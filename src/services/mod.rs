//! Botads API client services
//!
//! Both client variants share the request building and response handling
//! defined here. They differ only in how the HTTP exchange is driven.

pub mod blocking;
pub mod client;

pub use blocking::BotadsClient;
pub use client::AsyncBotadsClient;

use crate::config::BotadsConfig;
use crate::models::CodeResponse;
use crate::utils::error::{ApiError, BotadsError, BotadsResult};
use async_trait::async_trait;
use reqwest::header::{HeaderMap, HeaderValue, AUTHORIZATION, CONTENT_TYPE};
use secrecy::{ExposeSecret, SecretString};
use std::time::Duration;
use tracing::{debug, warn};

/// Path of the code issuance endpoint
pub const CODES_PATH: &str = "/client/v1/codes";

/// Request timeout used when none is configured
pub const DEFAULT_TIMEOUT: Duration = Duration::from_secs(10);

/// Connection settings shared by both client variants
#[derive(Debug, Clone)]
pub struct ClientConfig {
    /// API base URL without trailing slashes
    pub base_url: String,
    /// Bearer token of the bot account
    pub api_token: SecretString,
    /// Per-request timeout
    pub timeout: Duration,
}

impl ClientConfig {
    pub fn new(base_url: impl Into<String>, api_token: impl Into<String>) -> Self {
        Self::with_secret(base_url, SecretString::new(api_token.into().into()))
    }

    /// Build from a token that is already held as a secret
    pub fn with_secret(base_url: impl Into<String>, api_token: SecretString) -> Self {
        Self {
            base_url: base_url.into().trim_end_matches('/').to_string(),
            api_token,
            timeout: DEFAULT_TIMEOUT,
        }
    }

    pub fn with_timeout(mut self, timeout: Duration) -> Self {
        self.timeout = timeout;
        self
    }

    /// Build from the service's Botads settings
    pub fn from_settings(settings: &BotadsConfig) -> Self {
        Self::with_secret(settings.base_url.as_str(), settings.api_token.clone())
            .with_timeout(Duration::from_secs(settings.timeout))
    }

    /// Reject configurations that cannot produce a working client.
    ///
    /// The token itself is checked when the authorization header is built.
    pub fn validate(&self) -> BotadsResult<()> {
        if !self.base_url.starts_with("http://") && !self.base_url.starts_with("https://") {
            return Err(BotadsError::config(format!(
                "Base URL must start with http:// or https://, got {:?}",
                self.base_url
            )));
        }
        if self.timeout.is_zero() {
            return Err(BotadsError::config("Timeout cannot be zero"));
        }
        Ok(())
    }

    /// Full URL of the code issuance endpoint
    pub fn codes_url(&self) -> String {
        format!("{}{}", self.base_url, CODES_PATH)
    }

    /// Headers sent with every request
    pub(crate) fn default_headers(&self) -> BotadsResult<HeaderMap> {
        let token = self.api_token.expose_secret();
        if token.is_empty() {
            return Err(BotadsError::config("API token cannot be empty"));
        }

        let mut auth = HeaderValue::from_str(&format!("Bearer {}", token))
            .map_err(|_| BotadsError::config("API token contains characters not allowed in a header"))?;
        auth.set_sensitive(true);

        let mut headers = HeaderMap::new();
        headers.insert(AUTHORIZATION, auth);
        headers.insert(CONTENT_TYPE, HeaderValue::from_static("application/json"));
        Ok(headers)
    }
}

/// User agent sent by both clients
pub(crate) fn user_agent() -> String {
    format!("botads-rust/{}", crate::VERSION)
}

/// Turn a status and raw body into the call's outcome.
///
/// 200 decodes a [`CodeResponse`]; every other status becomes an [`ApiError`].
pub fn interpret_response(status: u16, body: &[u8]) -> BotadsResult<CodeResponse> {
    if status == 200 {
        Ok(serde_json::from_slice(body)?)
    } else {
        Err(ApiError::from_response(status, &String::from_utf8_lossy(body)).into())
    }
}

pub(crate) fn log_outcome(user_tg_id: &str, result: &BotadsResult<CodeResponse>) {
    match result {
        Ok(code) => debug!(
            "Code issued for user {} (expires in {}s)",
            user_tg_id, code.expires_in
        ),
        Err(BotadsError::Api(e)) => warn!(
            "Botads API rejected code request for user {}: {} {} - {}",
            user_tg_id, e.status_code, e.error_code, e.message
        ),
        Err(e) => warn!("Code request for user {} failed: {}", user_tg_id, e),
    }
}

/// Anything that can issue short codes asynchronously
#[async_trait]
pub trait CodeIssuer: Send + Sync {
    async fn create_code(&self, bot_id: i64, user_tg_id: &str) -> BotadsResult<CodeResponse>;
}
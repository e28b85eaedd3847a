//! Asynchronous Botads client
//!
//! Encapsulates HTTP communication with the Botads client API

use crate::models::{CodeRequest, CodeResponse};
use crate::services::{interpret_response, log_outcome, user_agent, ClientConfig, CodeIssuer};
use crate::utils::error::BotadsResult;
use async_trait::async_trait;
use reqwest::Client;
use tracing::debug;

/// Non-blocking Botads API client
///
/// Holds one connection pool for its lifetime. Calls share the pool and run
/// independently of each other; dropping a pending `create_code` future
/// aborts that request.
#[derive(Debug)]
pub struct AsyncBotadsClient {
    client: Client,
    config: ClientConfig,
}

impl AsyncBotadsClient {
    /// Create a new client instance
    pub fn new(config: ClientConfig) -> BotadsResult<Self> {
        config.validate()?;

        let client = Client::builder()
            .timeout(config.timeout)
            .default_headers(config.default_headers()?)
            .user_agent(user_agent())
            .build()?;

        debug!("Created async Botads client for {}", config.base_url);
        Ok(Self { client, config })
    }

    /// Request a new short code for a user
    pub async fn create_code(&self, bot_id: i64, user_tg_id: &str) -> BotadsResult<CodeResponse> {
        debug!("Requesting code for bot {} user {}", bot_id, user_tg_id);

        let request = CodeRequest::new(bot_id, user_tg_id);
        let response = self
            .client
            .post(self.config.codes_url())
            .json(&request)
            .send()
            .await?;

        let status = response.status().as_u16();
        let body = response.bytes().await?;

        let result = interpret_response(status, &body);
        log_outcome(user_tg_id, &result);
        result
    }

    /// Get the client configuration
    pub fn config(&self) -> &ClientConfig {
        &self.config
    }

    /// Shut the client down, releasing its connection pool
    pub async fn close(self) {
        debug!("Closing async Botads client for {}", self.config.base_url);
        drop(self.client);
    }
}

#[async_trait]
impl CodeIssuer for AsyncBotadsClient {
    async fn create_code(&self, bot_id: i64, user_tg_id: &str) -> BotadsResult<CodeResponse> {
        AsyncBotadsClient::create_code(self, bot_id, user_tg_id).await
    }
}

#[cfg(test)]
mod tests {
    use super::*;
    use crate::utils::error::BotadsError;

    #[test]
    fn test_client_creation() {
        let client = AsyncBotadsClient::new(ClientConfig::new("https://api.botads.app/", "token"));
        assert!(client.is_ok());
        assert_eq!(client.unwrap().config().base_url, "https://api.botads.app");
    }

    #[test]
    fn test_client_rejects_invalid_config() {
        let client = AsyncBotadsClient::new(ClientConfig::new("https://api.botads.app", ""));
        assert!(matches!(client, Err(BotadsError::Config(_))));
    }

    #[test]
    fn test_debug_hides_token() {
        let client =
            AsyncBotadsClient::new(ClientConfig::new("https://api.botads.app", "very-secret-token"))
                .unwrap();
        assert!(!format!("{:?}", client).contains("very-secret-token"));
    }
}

Your instructions: Only the lines from the one with "assert!(client.is_ok());" through the last line above should be restated, word for word.

Answer to this task:
        assert!(client.is_ok());
        assert_eq!(client.unwrap().config().base_url, "https://api.botads.app");
    }

    #[test]
    fn test_client_rejects_invalid_config() {
        let client = AsyncBotadsClient::new(ClientConfig::new("https://api.botads.app", ""));
        assert!(matches!(client, Err(BotadsError::Config(_))));
    }

    #[test]
    fn test_debug_hides_token() {
        let client =
            AsyncBotadsClient::new(ClientConfig::new("https://api.botads.app", "very-secret-token"))
                .unwrap();
        assert!(!format!("{:?}", client).contains("very-secret-token"));
    }
}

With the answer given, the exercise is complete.